New Army unit helps wounded recuperate, move to civilian world
By JOHN VANDIVER | STARS AND STRIPES Published: October 5, 2007
BAUMHOLDER, Germany — Staff Sgt. Rico Rawls still walks with a limp from the injury he suffered after a close encounter with a roadside bomb during his 2003 deployment to Iraq.
Rawls completed that tour with the Baumholder-based 1st Battalion, 6th Infantry and then completed another tour with a Fort Riley, Kan., unit before getting reassigned to Baumholder.
“I just toughed it out as a soldier,” said Rawls of his multiple deployments.
But with the injury to his right leg still plaguing him, another tour in Iraq just wasn’t possible. Nor is his ability to remain a soldier, Rawls said.
Now, Rawls is a member of a new Army unit — the Warrior Transition Unit — which became operational in Baumholder last week. WTUs, conceived after revelations earlier this year of substandard care at Walter Reed Army Medical Center, are aimed at helping soldiers recuperate and, if necessary, prepare for a return to the civilian world.
“It’s like a pot of gold,” said Rawls, who intends to remain in Baumholder as an Army civilian worker. “I’m able to just focus on getting better.”

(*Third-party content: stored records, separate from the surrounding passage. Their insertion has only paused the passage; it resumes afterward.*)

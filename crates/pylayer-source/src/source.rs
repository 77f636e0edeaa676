//! The engine-facing layer source and its open/query/iterate/close state
//! machine.

use std::sync::Arc;

use log::{debug, warn};
use pylayer_common::error::EngineResult;
use pylayer_common::geometry::{Rect, Shape};
use pylayer_common::layer::Layer;
use pylayer_common::source::{ShapeLookup, VectorSource};
use pyo3::prelude::*;
use pyo3::types::PyList;

use crate::command::CommandTable;
use crate::error::{script_error, PyLayerError, PyLayerResult};
use crate::interpreter::{ScriptEnv, META_NAMESPACE};
use crate::marshal;
use crate::timefilter;

/// Per-open-layer state: the environment reference, the pinned command
/// bindings, and the iteration cursor.
struct LayerSession {
    env: Arc<ScriptEnv>,
    commands: CommandTable,
    namespace: Option<String>,
    /// Next row to fetch, 0-based.
    row: i64,
    /// Total row count; unset until a query has run.
    rows: Option<i64>,
}

/// A vector layer whose backend is a set of Python procedures.
pub struct PyLayerSource {
    layer: Layer,
    session: Option<LayerSession>,
}

impl PyLayerSource {
    pub fn new(layer: Layer) -> Self {
        Self {
            layer,
            session: None,
        }
    }

    pub fn layer(&self) -> &Layer {
        &self.layer
    }

    pub fn layer_mut(&mut self) -> &mut Layer {
        &mut self.layer
    }

    fn do_open(&mut self) -> PyLayerResult<()> {
        if self.session.is_some() {
            if self.layer.debug > 0 {
                debug!("layer '{}' is already open", self.layer.name);
            }
            return Ok(());
        }
        match self.layer.data.as_deref() {
            Some(data) if !data.is_empty() => {}
            _ => {
                return Err(PyLayerError::configuration(format!(
                    "nothing specified in the data statement for layer '{}'",
                    self.layer.name
                )))
            }
        }
        if self.layer.debug > 0 {
            debug!(
                "opening layer '{}', data '{}'",
                self.layer.name,
                self.layer.data.as_deref().unwrap_or_default()
            );
        }

        let env = ScriptEnv::acquire(&self.layer)?;
        let namespace = self.layer.metadata.get(META_NAMESPACE);
        let session = LayerSession {
            env,
            commands: CommandTable::new(namespace.as_deref()),
            namespace,
            row: 0,
            rows: None,
        };

        Python::with_gil(|py| -> PyLayerResult<()> {
            let _active = session.env.bind_layer(self.layer.metadata.clone());
            publish_layer_context(py, &session, &self.layer)?;
            sync_namespace(py, &session)?;

            // The open hook is optional and tolerant: an undefined or
            // failing layer_open leaves the connection open.
            let command = &session.commands.layer_open;
            let outcome = command.resolve(py, &session.env).and_then(|callable| {
                callable
                    .call1((self.layer.name.as_str(),))
                    .map_err(|err| script_error(py, command.name(), err, self.layer.debug))
            });
            if let Err(err) = outcome {
                warn!(
                    "{} failed for layer '{}' (ignored): {err}",
                    command.name(),
                    self.layer.name
                );
            }
            Ok(())
        })?;

        self.session = Some(session);
        Ok(())
    }

    fn do_which_shapes(&mut self, rect: Rect) -> PyLayerResult<()> {
        let Self { layer, session } = self;
        let session = session.as_mut().ok_or_else(|| {
            PyLayerError::internal(format!("which_shapes called on closed layer '{}'", layer.name))
        })?;

        Python::with_gil(|py| -> PyLayerResult<()> {
            let _active = session.env.bind_layer(layer.metadata.clone());
            session.env.set_layer_var(py, "debug", layer.debug)?;
            session.env.set_layer_var(
                py,
                "rectangle",
                vec![rect.min_x, rect.min_y, rect.max_x, rect.max_y],
            )?;
            session.env.unset_layer_var(py, "uid")?;

            // The connection string's designed purpose is to import or
            // define the backend procedures.
            if let Some(connection) = layer.connection.as_deref() {
                session.env.eval(py, connection).map_err(|err| {
                    script_error(
                        py,
                        &format!("connection script '{connection}'"),
                        err,
                        layer.debug,
                    )
                })?;
            }
            sync_namespace(py, session)?;

            let items = PyList::new(py, &layer.items)?;
            let command = &session.commands.geo_query;
            let result = command
                .resolve(py, &session.env)?
                .call1((items,))
                .map_err(|err| script_error(py, command.name(), err, layer.debug))?;
            let rows = marshal::coerce_row_count(&result, command.name())?;
            if layer.debug > 0 {
                debug!(
                    "{} found {rows} rows for layer '{}'",
                    command.name(),
                    layer.name
                );
            }
            session.rows = Some(rows);
            session.row = 0;
            Ok(())
        })
    }

    fn do_next_shape(&mut self) -> PyLayerResult<Option<Shape>> {
        let Self { layer, session } = self;
        let session = session.as_mut().ok_or_else(|| {
            PyLayerError::internal(format!("next_shape called on closed layer '{}'", layer.name))
        })?;
        let Some(rows) = session.rows else {
            return Ok(None);
        };

        Python::with_gil(|py| -> PyLayerResult<Option<Shape>> {
            let _active = session.env.bind_layer(layer.metadata.clone());
            // Roll forward until a drawable shape turns up; a fetch failure
            // propagates with the cursor still on the failed row.
            while session.row < rows {
                let shape =
                    marshal::read_shape(py, &session.env, &session.commands, layer, session.row)?;
                session.row += 1;
                if !shape.is_null() {
                    return Ok(Some(shape));
                }
            }
            Ok(None)
        })
    }

    fn do_get_shape(&mut self, record: i64) -> PyLayerResult<ShapeLookup> {
        let Self { layer, session } = self;
        let session = session.as_mut().ok_or_else(|| {
            PyLayerError::internal(format!("get_shape called on closed layer '{}'", layer.name))
        })?;
        if layer.debug > 0 {
            debug!("get_shape called for record {record} of layer '{}'", layer.name);
        }

        Python::with_gil(|py| -> PyLayerResult<ShapeLookup> {
            let _active = session.env.bind_layer(layer.metadata.clone());
            session.env.set_layer_var(py, "debug", layer.debug)?;
            session.env.set_layer_var(py, "uid", record)?;
            sync_namespace(py, session)?;

            let command = &session.commands.get_shape;
            let result = command
                .resolve(py, &session.env)?
                .call0()
                .map_err(|err| script_error(py, command.name(), err, layer.debug))?;
            let count = marshal::coerce_row_count(&result, command.name())?;
            if count == 0 {
                return Ok(ShapeLookup::EndOfData);
            }
            if count > 1 {
                warn!(
                    "{} positioned {count} rows for record {record}; using the first",
                    command.name()
                );
            }

            session.row = 0; // only one result to read
            let shape =
                marshal::read_shape(py, &session.env, &session.commands, layer, session.row)?;
            if shape.is_null() {
                Ok(ShapeLookup::NotFound)
            } else {
                Ok(ShapeLookup::Found(shape))
            }
        })
    }

    fn do_get_items(&mut self) -> PyLayerResult<Vec<String>> {
        let Self { layer, session } = self;
        let session = session.as_mut().ok_or_else(|| {
            PyLayerError::internal(format!("get_items called on closed layer '{}'", layer.name))
        })?;

        Python::with_gil(|py| -> PyLayerResult<Vec<String>> {
            let _active = session.env.bind_layer(layer.metadata.clone());
            let command = &session.commands.get_items;
            let result = command
                .resolve(py, &session.env)?
                .call0()
                .map_err(|err| script_error(py, command.name(), err, layer.debug))?;
            let names: Vec<Bound<'_, PyAny>> = result.extract().map_err(|_| {
                PyLayerError::Contract(format!(
                    "{} returned {}; expected a flat list of field names",
                    command.name(),
                    marshal::repr_of(&result)
                ))
            })?;
            let items = names
                .iter()
                .map(|name| {
                    name.str()
                        .map(|text| text.to_string_lossy().into_owned())
                        .map_err(|err| script_error(py, command.name(), err, layer.debug))
                })
                .collect::<PyLayerResult<Vec<_>>>()?;
            layer.set_items(items.clone());
            Ok(items)
        })
    }

    fn do_close(&mut self) {
        let Some(session) = self.session.take() else {
            return;
        };
        if self.layer.debug > 0 {
            debug!("closing layer '{}'", self.layer.name);
        }
        Python::with_gil(|py| {
            let _active = session.env.bind_layer(self.layer.metadata.clone());
            // The close hook is best-effort; teardown proceeds regardless.
            let command = &session.commands.layer_close;
            let outcome = command.resolve(py, &session.env).and_then(|callable| {
                callable
                    .call0()
                    .map_err(|err| script_error(py, command.name(), err, self.layer.debug))
            });
            if let Err(err) = outcome {
                warn!(
                    "{} failed for layer '{}' (ignored): {err}",
                    command.name(),
                    self.layer.name
                );
            }
            // Release the pinned command values and the environment
            // reference while the interpreter lock is held.
            drop(session);
        });
    }
}

impl VectorSource for PyLayerSource {
    fn open(&mut self) -> EngineResult<()> {
        Ok(self.do_open()?)
    }

    fn is_open(&self) -> bool {
        self.session.is_some()
    }

    fn which_shapes(&mut self, rect: Rect) -> EngineResult<()> {
        Ok(self.do_which_shapes(rect)?)
    }

    fn next_shape(&mut self) -> EngineResult<Option<Shape>> {
        Ok(self.do_next_shape()?)
    }

    fn get_shape(&mut self, record: i64) -> EngineResult<ShapeLookup> {
        Ok(self.do_get_shape(record)?)
    }

    fn get_items(&mut self) -> EngineResult<Vec<String>> {
        Ok(self.do_get_items()?)
    }

    fn get_extent(&mut self) -> EngineResult<Rect> {
        Ok(Rect::unbounded())
    }

    fn set_time_filter(&mut self, timestring: &str, timefield: &str) -> EngineResult<bool> {
        Ok(timefilter::apply_time_filter(
            &mut self.layer,
            timestring,
            timefield,
        ))
    }

    fn close(&mut self) {
        self.do_close();
    }
}

/// Publish the layer definition into the `layer` context namespace, the
/// same names the original exposes through its global layer array.
fn publish_layer_context(
    py: Python<'_>,
    session: &LayerSession,
    layer: &Layer,
) -> PyResult<()> {
    let env = &session.env;
    env.set_opt_layer_var(py, "data", layer.data.as_deref())?;
    env.set_opt_layer_var(py, "template", layer.template.as_deref())?;
    env.set_layer_var(py, "name", layer.name.as_str())?;
    env.set_opt_layer_var(py, "connection", layer.connection.as_deref())?;
    env.set_opt_layer_var(py, "plugin_library", layer.plugin_library.as_deref())?;
    env.set_opt_layer_var(py, "filter_item", layer.filter_item.as_deref())?;
    env.set_opt_layer_var(py, "style_item", layer.style_item.as_deref())?;
    env.set_opt_layer_var(py, "requires", layer.requires.as_deref())?;
    env.set_opt_layer_var(py, "label_requires", layer.label_requires.as_deref())?;
    env.set_opt_layer_var(py, "classgroup", layer.class_group.as_deref())?;
    env.set_layer_var(py, "type", layer.layer_type.as_str())?;
    env.set_layer_var(py, "debug", layer.debug)?;
    Ok(())
}

/// Hand the `layer` context object and the `meta` command to the namespace
/// module, so module-resident procedures see them under the same names as
/// procedures defined in the environment globals. The context object is
/// shared, so later `uid`/`rectangle` updates are visible without another
/// sync. Skipped silently while the module is not importable (the
/// connection script may be the thing that creates it).
fn sync_namespace(py: Python<'_>, session: &LayerSession) -> PyResult<()> {
    let Some(namespace) = session.namespace.as_deref() else {
        return Ok(());
    };
    let Ok(module) = py.import(namespace) else {
        return Ok(());
    };
    module.setattr("layer", session.env.context(py))?;
    if let Some(meta) = session.env.globals(py).get_item("meta")? {
        module.setattr("meta", meta)?;
    }
    Ok(())
}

Staff Sgt. Shawn Ertl, squad leader of the Baumholder WTU, said the program takes into account all of a soldier’s needs.
“The main mission is for them to heal,” Ertl said. “But we’re not sending them out there without any plans, no guidance.”
Career counseling is part of the program, he said.
For Pfc. Michael Fenn, also assigned to the Baumholder WTU, an injury from a car accident is forcing him out of the Army. While Fenn was assigned to the 1st Battalion, 6th Infantry, balancing health problems with soldiering wasn’t possible, he said.
“That’s why this [WTU] helps,” Fenn said.
After the Army, Fenn intends to get a job with the Army Corps of Engineers in his home state of Alabama.
Ginalyn Cowles, an employment specialist at Army Community Services, works with the WTU soldiers, helping them learn about all the available programs, from health care to financial and career planning. Cowles also is serving as the interim “soldier and family assistant center specialist,” a newly established position dedicated to WTU needs.
“The biggest thing is making sure they are planning for the future. Everyone is an individual and has individual needs,” Cowles said. “We’re looking to do right by these soldiers.”
Throughout U.S. Army Europe, WTUs are now becoming operational, Ertl said.
In a couple of weeks, a dozen or so additional Baumholder soldiers will be joining the three already assigned to the unit, he said.
Baumholder’s WTU now has its own office space at the local health clinic as well as barracks building for the soldiers. When the unit launched on Sept. 26, the WTU soldiers were greeted by garrison officials, health-care workers and local Army organizations at a welcoming ceremony.
“It was like a big community hug,” Rawls said. “The biggest thing was they all said if you need anything, just let us know.”